About this exercise.
The full set of records must be printed exactly as given.
━━ Data for analysis ━━
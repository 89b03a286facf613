//! Lazy binary combinators over arbitrary operands: [`UnionView`] and [`IntersectionView`].

use crate::prelude::*;

// -------------------- Iterators -------------------- //

/// Deduplicates an iterator.
///
/// Note that this requires keeping a copy of all previous unique outputs to compare to: fully
/// draining an infinite deduplicated iterator needs unbounded auxiliary memory for the seen-set.
/// That is a documented limitation of lazy unions, not a defect.
pub(crate) struct Dedup<I: Iterator>
where
    I::Item: Element,
{
    /// The iterator to deduplicate.
    iter: I,
    /// All previous unique outputs.
    seen: HashSet<I::Item>,
}

impl<I: Iterator> Dedup<I>
where
    I::Item: Element,
{
    /// Deduplicates an iterator.
    pub(crate) fn new(iter: I) -> Self {
        Self {
            iter,
            seen: HashSet::new(),
        }
    }
}

impl<I: Iterator> Iterator for Dedup<I>
where
    I::Item: Element,
{
    type Item = I::Item;

    fn next(&mut self) -> Option<Self::Item> {
        for item in self.iter.by_ref() {
            if self.seen.insert(item.clone()) {
                return Some(item);
            }
        }

        None
    }
}

/// Interleaves multiple iterators, getting all the elements from each.
///
/// We make no guarantee on the order in which elements are returned, other than the fact that
/// each iterator will be polled until it returns `None`, even in the presence of infinite
/// iterators.
pub(crate) struct Interleave<I: Iterator> {
    /// The iterators to interleave.
    iters: SmallVec<I>,
    /// The iterator the next element is taken from.
    index: usize,
}

impl<I: Iterator> Interleave<I> {
    /// Interleaves a pair of iterators.
    pub(crate) fn pair(fst: I, snd: I) -> Self {
        let mut iters = SmallVec::new();
        iters.push(fst);
        iters.push(snd);
        Self { iters, index: 0 }
    }
}

impl<I: Iterator> Iterator for Interleave<I> {
    type Item = I::Item;

    fn next(&mut self) -> Option<I::Item> {
        // Attempts to get an element from each iterator in turn.
        while !self.iters.is_empty() {
            debug_assert!(self.index <= self.iters.len());
            if self.index >= self.iters.len() {
                self.index = 0;
            }

            let next = self.iters[self.index].next();
            if next.is_some() {
                // By advancing the index, we guarantee we get elements out of every iterator.
                self.index += 1;
                return next;
            }

            // Remove spent iterator.
            self.iters.swap_remove(self.index);
        }

        None
    }
}

// -------------------- Union -------------------- //

/// The lazy union A ∪ B of two arbitrary operands.
///
/// The operands are shared, never copied or eagerly combined. Membership is pure delegation;
/// enumeration interleaves both operand traversals and deduplicates with a seen-set that grows
/// with the consumed prefix (see [`Dedup`]).
pub struct UnionView<T: Element> {
    /// The left operand.
    lhs: MathSet<T>,
    /// The right operand.
    rhs: MathSet<T>,
}

impl<T: Element> UnionView<T> {
    /// The view of A ∪ B.
    #[must_use]
    pub fn new(lhs: MathSet<T>, rhs: MathSet<T>) -> Self {
        Self { lhs, rhs }
    }
}

impl<T: Element> crate::Seal for UnionView<T> {}

impl<T: Element> SetRepr<T> for UnionView<T> {
    fn contains(&self, x: &T) -> bool {
        self.lhs.contains(x) || self.rhs.contains(x)
    }

    /// Conservative inference: the union is uncountable as soon as either side is, unknown if
    /// either side is, countable if either side is, and counted exactly when both are finite.
    fn cardinality(&self) -> Cardinality {
        use Cardinality::{CountablyInfinite, Finite, Uncountable, Unknown};
        match (self.lhs.cardinality(), self.rhs.cardinality()) {
            (Uncountable, _) | (_, Uncountable) => Uncountable,
            (Unknown, _) | (_, Unknown) => Unknown,
            (CountablyInfinite, _) | (_, CountablyInfinite) => CountablyInfinite,
            (Finite(_), Finite(_)) => match self.try_elements() {
                Ok(iter) => Cardinality::finite(iter.count()),
                Err(_) => Unknown,
            },
        }
    }

    fn try_elements(&self) -> Result<BoxIter<'_, T>, SetError> {
        Ok(Box::new(Dedup::new(Interleave::pair(
            self.lhs.elements()?,
            self.rhs.elements()?,
        ))))
    }

    fn cheap_contains(&self) -> bool {
        self.lhs.cheap_contains() && self.rhs.cheap_contains()
    }

    fn describe(&self, f: &mut Formatter<'_>) -> FmtResult {
        write!(f, "({} ∪ {})", self.lhs, self.rhs)
    }
}

// -------------------- Intersection -------------------- //

/// The lazy intersection A ∩ B of two arbitrary operands.
///
/// The operands are shared, never copied or eagerly combined. Membership is pure delegation.
/// Enumeration and materialization follow one fixed policy: scan the finite side and test
/// membership against the other, never the reverse; with no finite side, the left traversal is
/// filtered by right membership.
pub struct IntersectionView<T: Element> {
    /// The left operand.
    lhs: MathSet<T>,
    /// The right operand.
    rhs: MathSet<T>,
}

impl<T: Element> IntersectionView<T> {
    /// The view of A ∩ B.
    #[must_use]
    pub fn new(lhs: MathSet<T>, rhs: MathSet<T>) -> Self {
        Self { lhs, rhs }
    }

    /// The scan side and test side under the fixed enumeration policy.
    fn policy(&self) -> (&MathSet<T>, &MathSet<T>) {
        if !self.lhs.cardinality().is_finite() && self.rhs.cardinality().is_finite() {
            (&self.rhs, &self.lhs)
        } else {
            (&self.lhs, &self.rhs)
        }
    }
}

impl<T: Element> crate::Seal for IntersectionView<T> {}

impl<T: Element> SetRepr<T> for IntersectionView<T> {
    fn contains(&self, x: &T) -> bool {
        self.lhs.contains(x) && self.rhs.contains(x)
    }

    /// Counted exactly when a finite side can be scanned against a cheaply testable other side;
    /// `Unknown` otherwise. Even ℕ ∩ A for countable A can be anything from empty to countable.
    fn cardinality(&self) -> Cardinality {
        let (scan, test) = self.policy();
        if scan.cardinality().is_finite() && test.cheap_contains() {
            match self.try_elements() {
                Ok(iter) => Cardinality::finite(iter.count()),
                Err(_) => Cardinality::Unknown,
            }
        } else {
            Cardinality::Unknown
        }
    }

    fn try_elements(&self) -> Result<BoxIter<'_, T>, SetError> {
        let (scan, test) = self.policy();
        let test = test.clone();
        Ok(Box::new(scan.elements()?.filter(move |x| test.contains(x))))
    }

    /// Requires at least one finite operand: the finite side is scanned and each element tested
    /// against the other, possibly infinite, side.
    fn materialize(&self) -> Result<ExtensionalSet<T>, SetError> {
        let (scan, _) = self.policy();
        if scan.cardinality().is_finite() {
            Ok(self.try_elements()?.collect())
        } else {
            Err(SetError::NotMaterializable {
                cardinality: self.cardinality(),
            })
        }
    }

    fn cheap_contains(&self) -> bool {
        self.lhs.cheap_contains() && self.rhs.cheap_contains()
    }

    fn describe(&self, f: &mut Formatter<'_>) -> FmtResult {
        write!(f, "({} ∩ {})", self.lhs, self.rhs)
    }
}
━━━
Solution for this problem.
repository 89b03a286facf613
//! Lazy binary combinators over arbitrary operands: [`UnionView`] and [`IntersectionView`].

use crate::prelude::*;

// -------------------- Iterators -------------------- //

/// Deduplicates an iterator.
///
/// Note that this requires keeping a copy of all previous unique outputs to compare to: fully
/// draining an infinite deduplicated iterator needs unbounded auxiliary memory for the seen-set.
/// That is a documented limitation of lazy unions, not a defect.
pub(crate) struct Dedup<I: Iterator>
where
    I::Item: Element,
{
    /// The iterator to deduplicate.
    iter: I,
    /// All previous unique outputs.
    seen: HashSet<I::Item>,
}

impl<I: Iterator> Dedup<I>
where
    I::Item: Element,
{
    /// Deduplicates an iterator.
    pub(crate) fn new(iter: I) -> Self {
        Self {
            iter,
            seen: HashSet::new(),
        }
    }
}

impl<I: Iterator> Iterator for Dedup<I>
where
    I::Item: Element,
{
    type Item = I::Item;

    fn next(&mut self) -> Option<Self::Item> {
        for item in self.iter.by_ref() {
            if self.seen.insert(item.clone()) {
                return Some(item);
            }
        }

        None
    }
}

/// Interleaves multiple iterators, getting all the elements from each.
///
/// We make no guarantee on the order in which elements are returned, other than the fact that
/// each iterator will be polled until it returns `None`, even in the presence of infinite
/// iterators.
pub(crate) struct Interleave<I: Iterator> {
    /// The iterators to interleave.
    iters: SmallVec<I>,
    /// The iterator the next element is taken from.
    index: usize,
}

impl<I: Iterator> Interleave<I> {
    /// Interleaves a pair of iterators.
    pub(crate) fn pair(fst: I, snd: I) -> Self {
        let mut iters = SmallVec::new();
        iters.push(fst);
        iters.push(snd);
        Self { iters, index: 0 }
    }
}

impl<I: Iterator> Iterator for Interleave<I> {
    type Item = I::Item;

    fn next(&mut self) -> Option<I::Item> {
        // Attempts to get an element from each iterator in turn.
        while !self.iters.is_empty() {
            debug_assert!(self.index <= self.iters.len());
            if self.index >= self.iters.len() {
                self.index = 0;
            }

            let next = self.iters[self.index].next();
            if next.is_some() {
                // By advancing the index, we guarantee we get elements out of every iterator.
                self.index += 1;
                return next;
            }

            // Remove spent iterator.
            self.iters.swap_remove(self.index);
        }

        None
    }
}

// -------------------- Union -------------------- //

/// The lazy union A ∪ B of two arbitrary operands.
///
/// The operands are shared, never copied or eagerly combined. Membership is pure delegation;
/// enumeration interleaves both operand traversals and deduplicates with a seen-set that grows
/// with the consumed prefix (see [`Dedup`]).
pub struct UnionView<T: Element> {
    /// The left operand.
    lhs: MathSet<T>,
    /// The right operand.
    rhs: MathSet<T>,
}

impl<T: Element> UnionView<T> {
    /// The view of A ∪ B.
    #[must_use]
    pub fn new(lhs: MathSet<T>, rhs: MathSet<T>) -> Self {
        Self { lhs, rhs }
    }
}

impl<T: Element> crate::Seal for UnionView<T> {}

impl<T: Element> SetRepr<T> for UnionView<T> {
    fn contains(&self, x: &T) -> bool {
        self.lhs.contains(x) || self.rhs.contains(x)
    }

    /// Conservative inference: the union is uncountable as soon as either side is, unknown if
    /// either side is, countable if either side is, and counted exactly when both are finite.
    fn cardinality(&self) -> Cardinality {
        use Cardinality::{CountablyInfinite, Finite, Uncountable, Unknown};
        match (self.lhs.cardinality(), self.rhs.cardinality()) {
            (Uncountable, _) | (_, Uncountable) => Uncountable,
            (Unknown, _) | (_, Unknown) => Unknown,
            (CountablyInfinite, _) | (_, CountablyInfinite) => CountablyInfinite,
            (Finite(_), Finite(_)) => match self.try_elements() {
                Ok(iter) => Cardinality::finite(iter.count()),
                Err(_) => Unknown,
            },
        }
    }

    fn try_elements(&self) -> Result<BoxIter<'_, T>, SetError> {
        Ok(Box::new(Dedup::new(Interleave::pair(
            self.lhs.elements()?,
            self.rhs.elements()?,
        ))))
    }

    fn cheap_contains(&self) -> bool {
        self.lhs.cheap_contains() && self.rhs.cheap_contains()
    }

    fn describe(&self, f: &mut Formatter<'_>) -> FmtResult {
        write!(f, "({} ∪ {})", self.lhs, self.rhs)
    }
}

// -------------------- Intersection -------------------- //

/// The lazy intersection A ∩ B of two arbitrary operands.
///
/// The operands are shared, never copied or eagerly combined. Membership is pure delegation.
/// Enumeration and materialization follow one fixed policy: scan the finite side and test
/// membership against the other, never the reverse; with no finite side, the left traversal is
/// filtered by right membership.
pub struct IntersectionView<T: Element> {
    /// The left operand.
    lhs: MathSet<T>,
    /// The right operand.
    rhs: MathSet<T>,
}

impl<T: Element> IntersectionView<T> {
    /// The view of A ∩ B.
    #[must_use]
    pub fn new(lhs: MathSet<T>, rhs: MathSet<T>) -> Self {
        Self { lhs, rhs }
    }

    /// The scan side and test side under the fixed enumeration policy.
    fn policy(&self) -> (&MathSet<T>, &MathSet<T>) {
        if !self.lhs.cardinality().is_finite() && self.rhs.cardinality().is_finite() {
            (&self.rhs, &self.lhs)
        } else {
            (&self.lhs, &self.rhs)
        }
    }
}

impl<T: Element> crate::Seal for IntersectionView<T> {}

impl<T: Element> SetRepr<T> for IntersectionView<T> {
    fn contains(&self, x: &T) -> bool {
        self.lhs.contains(x) && self.rhs.contains(x)
    }

    /// Counted exactly when a finite side can be scanned against a cheaply testable other side;
    /// `Unknown` otherwise. Even ℕ ∩ A for countable A can be anything from empty to countable.
    fn cardinality(&self) -> Cardinality {
        let (scan, test) = self.policy();
        if scan.cardinality().is_finite() && test.cheap_contains() {
            match self.try_elements() {
                Ok(iter) => Cardinality::finite(iter.count()),
                Err(_) => Cardinality::Unknown,
            }
        } else {
            Cardinality::Unknown
        }
    }

    fn try_elements(&self) -> Result<BoxIter<'_, T>, SetError> {
        let (scan, test) = self.policy();
        let test = test.clone();
        Ok(Box::new(scan.elements()?.filter(move |x| test.contains(x))))
    }

    /// Requires at least one finite operand: the finite side is scanned and each element tested
    /// against the other, possibly infinite, side.
    fn materialize(&self) -> Result<ExtensionalSet<T>, SetError> {
        let (scan, _) = self.policy();
        if scan.cardinality().is_finite() {
            Ok(self.try_elements()?.collect())
        } else {
            Err(SetError::NotMaterializable {
                cardinality: self.cardinality(),
            })
        }
    }

    fn cheap_contains(&self) -> bool {
        self.lhs.cheap_contains() && self.rhs.cheap_contains()
    }

    fn describe(&self, f: &mut Formatter<'_>) -> FmtResult {
        write!(f, "({} ∩ {})", self.lhs, self.rhs)
    }
}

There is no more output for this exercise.